### Given data
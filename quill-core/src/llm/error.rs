//! Error taxonomy for the LLM layer.

use thiserror::Error;

/// Errors surfaced by provider adapters and the surrounding loop.
#[derive(Debug, Error)]
pub enum LLMError {
    /// Missing or rejected credentials; terminal before the first request.
    #[error("authentication failed: {0}")]
    Authentication(String),

    /// Network failure reaching the backend; retried with backoff.
    #[error("network error: {0}")]
    Network(String),

    /// Backend returned a rate-limit response.
    #[error("rate limit exceeded")]
    RateLimit,

    /// Request rejected by the backend as malformed; never retried.
    #[error("invalid request: {0}")]
    InvalidRequest(String),

    /// Any other non-success from the backend (safety block, server error).
    #[error("provider error: {0}")]
    Provider(String),

    /// The ambient context was cancelled mid-call.
    #[error("request cancelled")]
    Cancelled,
}

impl LLMError {
    /// Only transport-level failures are worth retrying.
    pub fn is_retryable(&self) -> bool {
        matches!(self, LLMError::Network(_))
    }
}

/// Prefix a backend error message with its provider name, matching the
/// format used in user-facing diagnostics.
pub fn format_provider_error(provider: &str, message: &str) -> String {
    format!("[{provider}] {message}")
}

#[cfg(test)]
mod tests {
    use super::*;

    #[test]
    fn only_network_errors_retry() {
        assert!(LLMError::Network("reset".into()).is_retryable());
        assert!(!LLMError::RateLimit.is_retryable());
        assert!(!LLMError::InvalidRequest("bad".into()).is_retryable());
        assert!(!LLMError::Cancelled.is_retryable());
    }
}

### Work to complete
All of the lines above should be returned exactly as written.

### Response to the task
filename quill-core/src/llm/error.rs
//! Error taxonomy for the LLM layer.

use thiserror::Error;

/// Errors surfaced by provider adapters and the surrounding loop.
#[derive(Debug, Error)]
pub enum LLMError {
    /// Missing or rejected credentials; terminal before the first request.
    #[error("authentication failed: {0}")]
    Authentication(String),

    /// Network failure reaching the backend; retried with backoff.
    #[error("network error: {0}")]
    Network(String),

    /// Backend returned a rate-limit response.
    #[error("rate limit exceeded")]
    RateLimit,

    /// Request rejected by the backend as malformed; never retried.
    #[error("invalid request: {0}")]
    InvalidRequest(String),

    /// Any other non-success from the backend (safety block, server error).
    #[error("provider error: {0}")]
    Provider(String),

    /// The ambient context was cancelled mid-call.
    #[error("request cancelled")]
    Cancelled,
}

impl LLMError {
    /// Only transport-level failures are worth retrying.
    pub fn is_retryable(&self) -> bool {
        matches!(self, LLMError::Network(_))
    }
}

/// Prefix a backend error message with its provider name, matching the
/// format used in user-facing diagnostics.
pub fn format_provider_error(provider: &str, message: &str) -> String {
    format!("[{provider}] {message}")
}

#[cfg(test)]
mod tests {
    use super::*;

    #[test]
    fn only_network_errors_retry() {
        assert!(LLMError::Network("reset".into()).is_retryable());
        assert!(!LLMError::RateLimit.is_retryable());
        assert!(!LLMError::InvalidRequest("bad".into()).is_retryable());
        assert!(!LLMError::Cancelled.is_retryable());
    }
}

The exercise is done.